Et lorsqu'ils rient de me voir soudain photographier l'ombre de ce réverbère sur le mur, j'acquiesce encore. J'en rajoute même: c'est n'importe quoi, oui, de prendre ce réverbère, il en existe des milliers, il n'est ni plus plus beau ni plus laid que les autres. C'est juste ta silhouette que je sais avoir frôlé ces angles là.

Ils rient de plus belle lorsque je m'écarte de quelques pas pour prendre ce banc qui n'a rien semble t'il à raconter. Je souris moi aussi, même si j'ai envie de pleurer, j'inverse la musique de mes lèvres pour changer d'air, prendre le leur, glisser en silence sur le tien.

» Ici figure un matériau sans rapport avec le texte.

use std::sync::Arc;

use tracing::{debug, info, instrument};

use models::{category, Category};

use crate::errors::ServiceError;
use crate::repository::{CategoryRepository, ProductRepository};

/// Category business service independent of web framework.
///
/// Holds the product repository as well: delete refuses to orphan
/// products, and the with-products read attaches them.
pub struct CategoryService<C: CategoryRepository, P: ProductRepository> {
    categories: Arc<C>,
    products: Arc<P>,
}

impl<C: CategoryRepository, P: ProductRepository> CategoryService<C, P> {
    pub fn new(categories: Arc<C>, products: Arc<P>) -> Self {
        Self { categories, products }
    }

    pub async fn get_all(&self) -> Vec<Category> {
        self.categories.get_all().await
    }

    pub async fn get_by_id(&self, id: i32) -> Option<Category> {
        self.categories.get_by_id(id).await
    }

    pub async fn get_active(&self) -> Vec<Category> {
        self.categories.get_active_categories().await
    }

    /// Category with its products attached, `None` when the id is unknown.
    pub async fn get_with_products(&self, id: i32) -> Option<Category> {
        let mut found = self.categories.get_category_with_products(id).await?;
        found.products = Some(self.products.get_by_category_id(id).await);
        Some(found)
    }

    /// Name search; a blank term means no filter and returns everything.
    pub async fn search(&self, term: &str) -> Vec<Category> {
        if term.trim().is_empty() {
            return self.categories.get_all().await;
        }
        self.categories.search_by_name(term).await
    }

    /// Create a category after validating its name and name uniqueness.
    #[instrument(skip(self, category), fields(name = %category.name))]
    pub async fn create(&self, category: Category) -> Result<Category, ServiceError> {
        category::validate_name(&category.name)?;
        self.ensure_name_free(&category.name, None).await?;

        let created = self.categories.add(category).await;
        info!(id = created.id, name = %created.name, "category_created");
        Ok(created)
    }

    /// Update an existing category, keeping the uniqueness rule while
    /// letting it retain its own name.
    #[instrument(skip(self, category), fields(id = category.id))]
    pub async fn update(&self, category: Category) -> Result<Category, ServiceError> {
        if !self.categories.exists(category.id).await {
            return Err(ServiceError::Validation(format!(
                "category {} does not exist",
                category.id
            )));
        }
        category::validate_name(&category.name)?;
        self.ensure_name_free(&category.name, Some(category.id)).await?;

        let updated = self.categories.update(category).await?;
        info!(id = updated.id, "category_updated");
        Ok(updated)
    }

    /// Delete a category; refused while any product still references it.
    #[instrument(skip(self))]
    pub async fn delete(&self, id: i32) -> Result<bool, ServiceError> {
        if !self.categories.exists(id).await {
            return Err(ServiceError::Validation(format!(
                "category {id} does not exist"
            )));
        }

        let referencing = self.products.get_by_category_id(id).await;
        if !referencing.is_empty() {
            debug!(id, products = referencing.len(), "category_delete_blocked");
            return Err(ServiceError::Conflict(format!(
                "category {id} still has {} product(s)",
                referencing.len()
            )));
        }

        let deleted = self.categories.delete(id).await;
        info!(id, "category_deleted");
        Ok(deleted)
    }

    /// Uniqueness is case-insensitive; `exclude_id` lets an update keep
    /// the row's current name.
    async fn ensure_name_free(&self, name: &str, exclude_id: Option<i32>) -> Result<(), ServiceError> {
        let wanted = name.to_lowercase();
        let taken = self
            .categories
            .get_all()
            .await
            .iter()
            .any(|c| Some(c.id) != exclude_id && c.name.to_lowercase() == wanted);
        if taken {
            return Err(ServiceError::Validation(format!(
                "category name '{name}' is already in use"
            )));
        }
        Ok(())
    }
}

#[cfg(test)]
mod tests {
    use super::*;
    use crate::storage::{InMemoryCategoryStore, InMemoryProductStore};

    fn seeded() -> CategoryService<InMemoryCategoryStore, InMemoryProductStore> {
        CategoryService::new(InMemoryCategoryStore::new(), InMemoryProductStore::new())
    }

    #[tokio::test]
    async fn create_rejects_blank_name() -> Result<(), anyhow::Error> {
        let svc = seeded();
        let result = svc.create(Category::new("   ", "blank", true)).await;
        assert!(matches!(result, Err(ServiceError::Validation(_))));
        Ok(())
    }

    #[tokio::test]
    async fn create_rejects_duplicate_name_ignoring_case() -> Result<(), anyhow::Error> {
        let svc = seeded();
        let result = svc.create(Category::new("ELECTRONICS", "dupe", true)).await;
        assert!(matches!(result, Err(ServiceError::Validation(_))));
        Ok(())
    }

    #[tokio::test]
    async fn create_assigns_fresh_id() -> Result<(), anyhow::Error> {
        let svc = seeded();
        let created = svc
            .create(Category::new("Outdoors", "Camping and hiking gear", true))
            .await?;
        assert_eq!(created.id, 4);
        assert_eq!(svc.get_all().await.len(), 4);
        Ok(())
    }

    #[tokio::test]
    async fn update_of_unknown_id_is_validation() -> Result<(), anyhow::Error> {
        let svc = seeded();
        let mut ghost = Category::new("Ghost", "", true);
        ghost.id = 99;
        let result = svc.update(ghost).await;
        assert!(matches!(result, Err(ServiceError::Validation(_))));
        Ok(())
    }

    #[tokio::test]
    async fn update_rejects_name_taken_by_another_category() -> Result<(), anyhow::Error> {
        let svc = seeded();
        let mut books = svc.get_by_id(2).await.unwrap();
        books.name = "electronics".to_string();
        let result = svc.update(books).await;
        assert!(matches!(result, Err(ServiceError::Validation(_))));
        Ok(())
    }

    #[tokio::test]
    async fn update_lets_a_category_keep_its_own_name() -> Result<(), anyhow::Error> {
        let svc = seeded();
        let mut books = svc.get_by_id(2).await.unwrap();
        books.description = "Paper, audio and electronic books".to_string();
        let updated = svc.update(books).await?;
        assert_eq!(updated.name, "Books");
        assert_eq!(updated.description, "Paper, audio and electronic books");
        Ok(())
    }

    #[tokio::test]
    async fn delete_is_refused_while_products_reference_it() -> Result<(), anyhow::Error> {
        let svc = seeded();
        let result = svc.delete(1).await;
        assert!(matches!(result, Err(ServiceError::Conflict(_))));
        assert!(svc.get_by_id(1).await.is_some());
        Ok(())
    }

    #[tokio::test]
    async fn delete_of_unreferenced_category_succeeds() -> Result<(), anyhow::Error> {
        let svc = seeded();
        assert!(svc.delete(3).await?);
        assert!(svc.get_by_id(3).await.is_none());
        Ok(())
    }

    #[tokio::test]
    async fn delete_of_unknown_id_is_validation() -> Result<(), anyhow::Error> {
        let svc = seeded();
        let result = svc.delete(99).await;
        assert!(matches!(result, Err(ServiceError::Validation(_))));
        Ok(())
    }

    #[tokio::test]
    async fn with_products_attaches_referencing_products() -> Result<(), anyhow::Error> {
        let svc = seeded();
        let books = svc.get_with_products(2).await.unwrap();
        let attached = books.products.unwrap();
        assert_eq!(attached.iter().map(|p| p.id).collect::<Vec<_>>(), vec![3, 5]);
        Ok(())
    }

    #[tokio::test]
    async fn with_products_of_unknown_id_is_none() -> Result<(), anyhow::Error> {
        let svc = seeded();
        assert!(svc.get_with_products(99).await.is_none());
        Ok(())
    }

    #[tokio::test]
    async fn blank_search_term_returns_all() -> Result<(), anyhow::Error> {
        let svc = seeded();
        assert_eq!(svc.search("  ").await.len(), 3);
        assert_eq!(svc.search("book").await.len(), 1);
        Ok(())
    }
}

Je reviendrai, ce soir, demain. Seule.

5 commentaires:

Pivoibulle a dit…

Sourire pour ne pas montrer à quel point nous sommes en train de souffrir...Un masque que beaucoup d'entre nous portent. Le besoin de replonger seul dans nos souvenirs, est parfois plus que dur car cela rouvre certaines bleesures que l'on pensait pansées mais s'y confronter permet parfois de cicatriser, cela vaut la peine d'à nouveau s'y baigner(o; Un texte trés beau encore une fois je ne me lasse pas marci(o:

Cécile Delalandre a dit…

On vous suit ... pas à pas, coeur à coeur.. toujours aussi beau, enchanteur.Magnifique! *_*

Cécile Delalandre a dit…

je reviens vers vous ce soir... je viens de perdre un être cher... hier... c'est pour ça sans doute, entre autre que votre lettre me rappelle.
Redonner vie, réactiver leur mémoire, parcourir à nouveau nos empreintes communes, pour qu'ils vivent encore...

Saravati a dit…

Un texte intimiste comme je les aime, oui, photographier quelque chose, n'importe quoi pour les autres qui rient mais un symbole, une ambiance à revivre, souvenir, nostalgie.
Et toujours devoir faire semblant pour masquer sa tristesse, ah qu'il est bon parfois d'être seul pour respirer sa souffrance !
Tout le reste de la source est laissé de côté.